You are viewing a plain text version of this content. The canonical link for it is here.
Posted to issues@hbase.apache.org by "Sanjeet Nishad (Jira)" <ji...@apache.org> on 2020/12/10 07:23:00 UTC

[jira] [Commented] (HBASE-22404) Open/Close region request may be executed twice when master restart

    [ https://issues.apache.org/jira/browse/HBASE-22404?page=com.atlassian.jira.plugin.system.issuetabpanels:comment-tabpanel&focusedCommentId=17247055#comment-17247055 ] 

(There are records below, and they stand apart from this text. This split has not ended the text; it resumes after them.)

use crate::entities::user;
use argon2::Argon2;
use argon2::password_hash::{PasswordHash, PasswordHasher, PasswordVerifier, SaltString};
use chrono::Utc;
use rand::RngCore;
use sea_orm::*;

#[derive(Debug, PartialEq, Clone, Eq, Hash)]
pub struct User {
    id: i32,
    username: String,
}

impl User {
    pub fn new(id: i32, username: String) -> Self {
        Self { id, username }
    }

    pub fn id(&self) -> i32 {
        self.id
    }

    pub fn username(&self) -> &str {
        &self.username
    }
}

impl From<user::Model> for User {
    fn from(model: user::Model) -> Self {
        User::new(model.id, model.username)
    }
}

/// Error type for UserService operations.
#[derive(Debug, thiserror::Error)]
pub enum UserServiceError {
    #[error("A user with username '{0}' already exists")]
    DuplicateUsername(String),
    #[error("User with ID {0} not found")]
    UserNotFound(i32),
    #[error("Password hashing failed: {0}")]
    PasswordHash(String),
    #[error("Database error: {0}")]
    Database(#[from] sea_orm::DbErr),
}

/// Hashes a password into an argon2id PHC string with a random salt.
pub fn hash_password(password: &str) -> Result<String, UserServiceError> {
    let mut salt_bytes = [0u8; 16];
    rand::thread_rng().fill_bytes(&mut salt_bytes);
    let salt = SaltString::encode_b64(&salt_bytes)
        .map_err(|e| UserServiceError::PasswordHash(e.to_string()))?;

    Argon2::default()
        .hash_password(password.as_bytes(), &salt)
        .map(|hash| hash.to_string())
        .map_err(|e| UserServiceError::PasswordHash(e.to_string()))
}

/// Checks a password against a stored PHC string. Unparseable hashes never match.
pub fn verify_password(password: &str, password_hash: &str) -> bool {
    let Ok(parsed_hash) = PasswordHash::new(password_hash) else {
        tracing::warn!("Stored password hash could not be parsed");
        return false;
    };
    Argon2::default()
        .verify_password(password.as_bytes(), &parsed_hash)
        .is_ok()
}

pub struct UserService<'a> {
    db: &'a sea_orm::DatabaseConnection,
}

impl UserService<'_> {
    pub fn new(db: &sea_orm::DatabaseConnection) -> UserService<'_> {
        UserService { db }
    }

    /// Creates a user with a hashed password.
    ///
    /// # Returns
    ///
    /// The created `User`, or `DuplicateUsername` if the username is taken.
    #[tracing::instrument(skip(self, password))]
    pub async fn create_user(
        &self,
        username: &str,
        password: &str,
    ) -> Result<User, UserServiceError> {
        if self.find_by_username(username).await?.is_some() {
            return Err(UserServiceError::DuplicateUsername(username.to_string()));
        }

        let active_model = user::ActiveModel {
            username: ActiveValue::Set(username.to_string()),
            password_hash: ActiveValue::Set(hash_password(password)?),
            created_at: ActiveValue::Set(Utc::now()),
            ..Default::default()
        };
        let created_model = active_model.insert(self.db).await.map_err(|err| {
            match err.sql_err() {
                // Lost a race with a concurrent signup for the same name.
                Some(SqlErr::UniqueConstraintViolation(_)) => {
                    UserServiceError::DuplicateUsername(username.to_string())
                }
                _ => UserServiceError::Database(err),
            }
        })?;
        tracing::info!(user_id = created_model.id, "Created user");
        Ok(User::from(created_model))
    }

    /// Checks a username and password pair.
    ///
    /// Returns `Ok(None)` both for unknown usernames and wrong passwords so
    /// callers cannot tell the two apart.
    #[tracing::instrument(skip(self, password))]
    pub async fn authenticate(
        &self,
        username: &str,
        password: &str,
    ) -> Result<Option<User>, UserServiceError> {
        let Some(model) = self.find_by_username(username).await? else {
            return Ok(None);
        };
        if verify_password(password, &model.password_hash) {
            Ok(Some(User::from(model)))
        } else {
            Ok(None)
        }
    }

    #[tracing::instrument(skip(self))]
    pub async fn get_user_by_id(&self, id: i32) -> Result<Option<User>, UserServiceError> {
        let model = user::Entity::find_by_id(id).one(self.db).await?;
        Ok(model.map(User::from))
    }

    /// Deletes a user. Their tasks are removed by the foreign key cascade.
    #[tracing::instrument(skip(self))]
    pub async fn delete_user(&self, id: i32) -> Result<(), UserServiceError> {
        let result = user::Entity::delete_by_id(id).exec(self.db).await?;
        if result.rows_affected == 0 {
            return Err(UserServiceError::UserNotFound(id));
        }
        Ok(())
    }

    async fn find_by_username(
        &self,
        username: &str,
    ) -> Result<Option<user::Model>, UserServiceError> {
        let model = user::Entity::find()
            .filter(user::Column::Username.eq(username))
            .one(self.db)
            .await?;
        Ok(model)
    }
}
/// Handles the login form.
/// On success a session is established and the user is sent to the task list.
/// On failure the form is shown again with a message that does not reveal
/// whether the username exists.
#[tracing::instrument(skip(state, jar, payload))]
pub async fn login_handler(
    State(state): State<Arc<AuthState>>,
    jar: CookieJar,
    Form(payload): Form<LoginRequest>,
) -> Result<Response, AuthError> {
    let user = UserService::new(&state.db)
        .authenticate(&payload.username, &payload.password)
        .await?;

    let Some(user) = user else {
        tracing::info!("Rejected login attempt");
        let template = LoginTemplate {
            username: payload.username,
            error: Some(INVALID_CREDENTIALS.to_string()),
            logged_in_as: None,
            flash: None,
        };
        return Ok(Html(template.render()?).into_response());
    };

    let jar = establish_session(&state, jar, &user)?;
    let jar = set_flash(jar, Flash::LoggedIn, state.secure_cookies);
    tracing::info!(user_id = user.id(), "User logged in");
    Ok((jar, Redirect::to("/")).into_response())
}

/// Handles GET requests to display the signup page.
#[tracing::instrument]
pub async fn signup_page_handler() -> Result<Html<String>, AuthError> {
    let template = SignupTemplate {
        username: String::new(),
        errors: SignupErrors::default(),
        flash: None,
    };
    template.render().map(Html).map_err(AuthError::from)
}

/// Handles the signup form.
/// Creates the user, logs them in and redirects to the task list, or shows
/// the form again with field errors.
#[tracing::instrument(skip(state, jar, payload))]
pub async fn signup_handler(
    State(state): State<Arc<AuthState>>,
    jar: CookieJar,
    Form(payload): Form<SignupRequest>,
) -> Result<Response, AuthError> {
    if let Err(errors) = payload.validate() {
        return render_signup_errors(payload.username, errors);
    }

    let user = match UserService::new(&state.db)
        .create_user(&payload.username, &payload.password1)
        .await
    {
        Ok(user) => user,
        Err(UserServiceError::DuplicateUsername(_)) => {
            return render_signup_errors(payload.username, SignupErrors::duplicate_username());
        }
        Err(err) => return Err(err.into()),
    };

    let jar = establish_session(&state, jar, &user)?;
    let jar = set_flash(jar, Flash::SignedUp, state.secure_cookies);
    Ok((jar, Redirect::to("/")).into_response())
}

fn render_signup_errors(username: String, errors: SignupErrors) -> Result<Response, AuthError> {
    let template = SignupTemplate {
        username,
        errors,
        flash: None,
    };
    Ok(Html(template.render()?).into_response())
}

/// Destroys the session and returns to the login page.
#[tracing::instrument(skip(state, jar))]
pub async fn logout_handler(
    State(state): State<Arc<AuthState>>,
    jar: CookieJar,
) -> (CookieJar, Redirect) {
    log_out(&state, jar)
}

/// Handles the logout form, which must echo the session's anti-forgery token.
#[tracing::instrument(skip(state, user, jar, payload), fields(user_id = user.id))]
pub async fn logout_form_handler(
    State(state): State<Arc<AuthState>>,
    Extension(user): Extension<CurrentUser>,
    jar: CookieJar,
    Form(payload): Form<LogoutRequest>,
) -> Response {
    if !csrf_tokens_match(&user.csrf_token, &payload.csrfmiddlewaretoken) {
        tracing::warn!("Rejected logout with bad CSRF token");
        return (
            axum::http::StatusCode::FORBIDDEN,
            Html(format!("<h1>Forbidden</h1><p>{}</p>", LOGOUT_CSRF_REJECTED)),
        )
            .into_response();
    }
    log_out(&state, jar).into_response()
}

fn log_out(state: &AuthState, jar: CookieJar) -> (CookieJar, Redirect) {
    let jar = set_flash(end_session(jar), Flash::LoggedOut, state.secure_cookies);
    (jar, Redirect::to("/login/"))
}

/// Custom span maker that filters sensitive data from credential requests.
/// Login and signup spans carry no headers, cookies or bodies.
#[derive(Clone, Debug)]
pub struct FilteredMakeSpan;

impl<B> MakeSpan<B> for FilteredMakeSpan {
    fn make_span(&mut self, request: &axum::http::Request<B>) -> Span {
        let uri = request.uri();
        let method = request.method();
        let matched_path = request
            .extensions()
            .get::<MatchedPath>()
            .map(MatchedPath::as_str);

        if matches!(uri.path(), "/login/" | "/signup/") {
            tracing::info_span!(
                "request",
                method = %method,
                path = %uri.path(),
                matched_path,
                sensitive_route = true,
            )
        } else {
            tracing::info_span!(
                "request",
                method = %method,
                uri = %uri,
                matched_path,
            )
        }
    }
}
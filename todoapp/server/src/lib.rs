pub mod config {
    use serde::Deserialize;

    #[derive(Deserialize, Debug, Clone)]
    pub struct Config {
        pub db_url: String,
        #[serde(default = "default_port")]
        pub port: u16,
        pub jwt_secret: String,
        /// Lifetime of a login session.
        #[serde(default = "default_session_hours")]
        pub session_hours: i64,
        /// Marks session cookies `Secure`; enable behind HTTPS.
        #[serde(default)]
        pub secure_cookies: bool,
    }

    impl Config {
        /// Loads configuration from environment variables.
        pub fn from_env() -> anyhow::Result<Self> {
            Self::from_environment(config::Environment::default())
        }

        fn from_environment(environment: config::Environment) -> anyhow::Result<Self> {
            let settings = config::Config::builder().add_source(environment).build()?;

            let config: Config = settings.try_deserialize()?;
            Ok(config)
        }
    }

    fn default_port() -> u16 {
        8080
    }

    fn default_session_hours() -> i64 {
        24
    }

}
pub mod auth;
pub mod entities;
pub mod task;
pub mod user;
pub mod web;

Sanjeet Nishad commented on HBASE-22404:
----------------------------------------

Hi [~zhangduo] & [~zghao], we are using HBase-2.2.3. Recently we also faced similar problem where regionserver ignored a procedure (closeRegionProcedure) due to duplicate pid which lead region to stuck in RIT.

Analysis:
1. After Hmaster failover, master in-memory proc-id was reset. 
2. Upon new DisableTable client request, Master dispatched a closeRegionProcedure to RS and suspended the proc.
3. But RS ignored the current CloseRegionProcedure request without doing anything since RS had already executed a procedure with same id.

Since no UnAssignRegionHandler was created at Step-3, so RS did not send any reportRegionStateTransition to HM. And at HMaster side the procedure remain in suspended state because we awake the suspended procedure on reportRegionStateTransition. So region stuck in RIT forever until unless we restart HM & RS.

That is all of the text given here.